On Sun, 2012-11-11 at 23:55 -0500, Greg Smith wrote:
> Adding an initdb option to start out with everything checksummed seems
> an uncontroversial good first thing to have available.

OK, so here's my proposal for a first patch (changes from Simon's
patch):

* Add a flag to the postgres executable indicating that it should use
checksums on everything. This would only be valid if bootstrap mode is
also specified.
* Add a multi-state checksums flag in pg_control, that would have
three states: OFF, ENABLING, and ON. It would only be set to ON during
bootstrap, and in this first patch, it would not be possible to set
ENABLING.
* Remove GUC and use this checksums flag everywhere.
* Use the TLI field rather than the version field of the page header.
* Incorporate page number into checksum calculation (already done).

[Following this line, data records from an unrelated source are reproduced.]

use std::time::Duration;

pub const PULSE_DURATION: Duration = Duration::from_millis(100);
pub const INTER_DIGIT_PAUSE: Duration = Duration::from_millis(500);

pub const RING_DURATION: Duration = Duration::from_secs(1);
pub const HANG_UP_DURATION: Duration = Duration::from_millis(500);

// How long the demo stays on the line before hanging up.
pub const DEMO_HOLD_DURATION: Duration = Duration::from_secs(2);
pub const INTERACTIVE_HOLD_DURATION: Duration = Duration::from_secs(1);

pub const DEMO_DIGITS: [char; 7] = ['5', '5', '5', '1', '2', '3', '4'];
pub const DEMO_NUMBER: &str = "2125551234";

pub const RULE_WIDTH: usize = 40;
//! Per-entry action selection.
use serde::Serialize;

use crate::filter::SkipReason;

/// What kind of synchronization the whole run performs.
#[derive(Debug, Clone, Copy, PartialEq, Eq, Serialize)]
#[serde(rename_all = "snake_case")]
pub enum SyncMode {
    /// Clone every missing library with version control.
    CloneNew,
    /// Download a snapshot archive of every missing library.
    StaticFetch,
    /// Pull every selected library that was cloned earlier.
    Update,
    /// Only list what the manifest offers.
    ListOnly,
}

impl SyncMode {
    /// Select the mode from the run flags.
    ///
    /// Listing wins over everything else; static and update are expected to
    /// be mutually exclusive and are checked by the caller.
    #[must_use]
    pub const fn from_flags(list_only: bool, static_fetch: bool, update: bool) -> Self {
        if list_only {
            Self::ListOnly
        } else if update {
            Self::Update
        } else if static_fetch {
            Self::StaticFetch
        } else {
            Self::CloneNew
        }
    }
}

impl std::fmt::Display for SyncMode {
    fn fmt(&self, f: &mut std::fmt::Formatter<'_>) -> std::fmt::Result {
        f.write_str(match self {
            Self::CloneNew => "clone",
            Self::StaticFetch => "static",
            Self::Update => "update",
            Self::ListOnly => "list",
        })
    }
}

/// The step chosen for one in-scope entry.
#[derive(Debug, Clone, Copy, PartialEq, Eq)]
pub enum Action {
    /// Report the entry name only.
    List,
    /// Do nothing.
    Skip(SkipReason),
    /// Clone from the remote.
    Clone,
    /// Download and unpack a snapshot.
    StaticFetch,
    /// Pull into the existing copy.
    Update,
}

/// Choose the action for an entry.
///
/// Creating actions never clobber an existing path. Updates are planned
/// unconditionally; a missing target is reported by the executor as a
/// failure rather than skipped here.
#[must_use]
pub const fn plan(mode: SyncMode, exists_locally: bool) -> Action {
    match mode {
        SyncMode::ListOnly => Action::List,
        SyncMode::Update => Action::Update,
        SyncMode::CloneNew | SyncMode::StaticFetch if exists_locally => {
            Action::Skip(SkipReason::AlreadyExists)
        }
        SyncMode::CloneNew => Action::Clone,
        SyncMode::StaticFetch => Action::StaticFetch,
    }
}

Does this satisfy the requirements for a first step? Does it interfere
with potential future work?

> Won't a pg_checksums program just grow until it looks like a limited
> version of vacuum though?

We can dig into the details of that later, but I don't think it's
useless, even if we do have per-table (or better) checksums. For
instance, it would be useful to verify backups offline.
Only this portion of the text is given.